Assignment:
Scan the lines below for the word "window". Copy each line you find it in.

Provided records:
======

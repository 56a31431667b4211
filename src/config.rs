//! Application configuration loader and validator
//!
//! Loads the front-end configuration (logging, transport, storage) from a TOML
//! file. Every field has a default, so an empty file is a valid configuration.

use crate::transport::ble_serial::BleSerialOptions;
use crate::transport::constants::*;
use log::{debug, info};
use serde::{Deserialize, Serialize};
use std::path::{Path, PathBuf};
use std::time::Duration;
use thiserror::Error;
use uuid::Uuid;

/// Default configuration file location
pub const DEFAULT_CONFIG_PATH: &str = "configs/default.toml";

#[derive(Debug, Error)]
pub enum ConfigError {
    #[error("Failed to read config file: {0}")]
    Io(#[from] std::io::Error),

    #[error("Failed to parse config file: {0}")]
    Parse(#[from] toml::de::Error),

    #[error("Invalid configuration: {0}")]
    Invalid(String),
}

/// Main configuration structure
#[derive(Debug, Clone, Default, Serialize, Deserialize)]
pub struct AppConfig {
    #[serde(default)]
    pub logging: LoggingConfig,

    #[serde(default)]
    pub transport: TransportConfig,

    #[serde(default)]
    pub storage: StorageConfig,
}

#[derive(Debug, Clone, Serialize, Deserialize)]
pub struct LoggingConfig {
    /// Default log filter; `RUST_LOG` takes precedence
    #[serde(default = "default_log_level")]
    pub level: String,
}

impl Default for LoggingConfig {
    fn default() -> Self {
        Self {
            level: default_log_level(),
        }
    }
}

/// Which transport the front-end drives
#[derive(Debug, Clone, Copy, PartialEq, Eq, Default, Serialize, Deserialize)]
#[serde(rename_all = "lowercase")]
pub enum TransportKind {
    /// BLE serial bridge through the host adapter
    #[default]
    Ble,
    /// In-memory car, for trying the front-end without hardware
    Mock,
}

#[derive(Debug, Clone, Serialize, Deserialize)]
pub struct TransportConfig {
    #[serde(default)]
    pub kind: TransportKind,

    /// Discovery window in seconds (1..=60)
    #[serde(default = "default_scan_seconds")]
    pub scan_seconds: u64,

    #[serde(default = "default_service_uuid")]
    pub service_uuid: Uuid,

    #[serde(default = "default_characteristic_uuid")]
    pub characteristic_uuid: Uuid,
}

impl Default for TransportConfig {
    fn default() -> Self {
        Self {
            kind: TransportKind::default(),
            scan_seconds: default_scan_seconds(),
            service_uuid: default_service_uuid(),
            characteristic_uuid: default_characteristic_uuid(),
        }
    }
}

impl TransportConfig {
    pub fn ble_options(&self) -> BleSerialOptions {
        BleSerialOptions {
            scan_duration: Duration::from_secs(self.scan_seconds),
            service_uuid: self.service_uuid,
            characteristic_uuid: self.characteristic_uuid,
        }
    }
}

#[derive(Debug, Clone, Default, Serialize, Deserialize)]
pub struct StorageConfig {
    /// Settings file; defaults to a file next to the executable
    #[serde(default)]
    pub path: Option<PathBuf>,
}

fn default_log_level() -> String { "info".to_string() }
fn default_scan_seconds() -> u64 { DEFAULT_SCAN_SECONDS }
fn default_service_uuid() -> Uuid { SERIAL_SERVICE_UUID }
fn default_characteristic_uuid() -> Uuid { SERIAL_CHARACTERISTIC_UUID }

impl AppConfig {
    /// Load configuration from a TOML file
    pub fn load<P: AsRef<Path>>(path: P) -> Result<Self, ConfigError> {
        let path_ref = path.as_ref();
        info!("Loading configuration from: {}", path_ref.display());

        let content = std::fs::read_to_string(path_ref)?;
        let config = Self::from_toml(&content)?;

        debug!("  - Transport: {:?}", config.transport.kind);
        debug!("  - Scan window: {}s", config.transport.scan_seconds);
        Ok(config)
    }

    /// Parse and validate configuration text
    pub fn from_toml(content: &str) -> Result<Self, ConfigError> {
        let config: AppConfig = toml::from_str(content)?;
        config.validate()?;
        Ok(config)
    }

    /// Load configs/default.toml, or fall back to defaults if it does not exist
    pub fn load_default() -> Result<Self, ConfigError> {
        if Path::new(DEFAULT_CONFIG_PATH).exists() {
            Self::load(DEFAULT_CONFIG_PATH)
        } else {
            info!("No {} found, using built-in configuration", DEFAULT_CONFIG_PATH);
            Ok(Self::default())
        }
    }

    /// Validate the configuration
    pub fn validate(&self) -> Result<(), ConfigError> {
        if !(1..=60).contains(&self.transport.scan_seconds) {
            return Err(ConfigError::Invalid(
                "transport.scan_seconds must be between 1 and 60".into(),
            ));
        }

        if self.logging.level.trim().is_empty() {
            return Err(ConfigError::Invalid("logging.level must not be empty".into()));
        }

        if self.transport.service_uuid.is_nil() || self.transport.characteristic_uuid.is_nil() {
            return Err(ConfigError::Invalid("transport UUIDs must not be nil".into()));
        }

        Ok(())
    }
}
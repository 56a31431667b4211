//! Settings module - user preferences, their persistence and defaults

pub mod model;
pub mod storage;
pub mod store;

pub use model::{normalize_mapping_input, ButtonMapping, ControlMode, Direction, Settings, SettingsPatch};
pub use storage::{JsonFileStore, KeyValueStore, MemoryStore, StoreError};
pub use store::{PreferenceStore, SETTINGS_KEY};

======

Task answer:
    /// Discovery window in seconds (1..=60)
        debug!("  - Scan window: {}s", config.transport.scan_seconds);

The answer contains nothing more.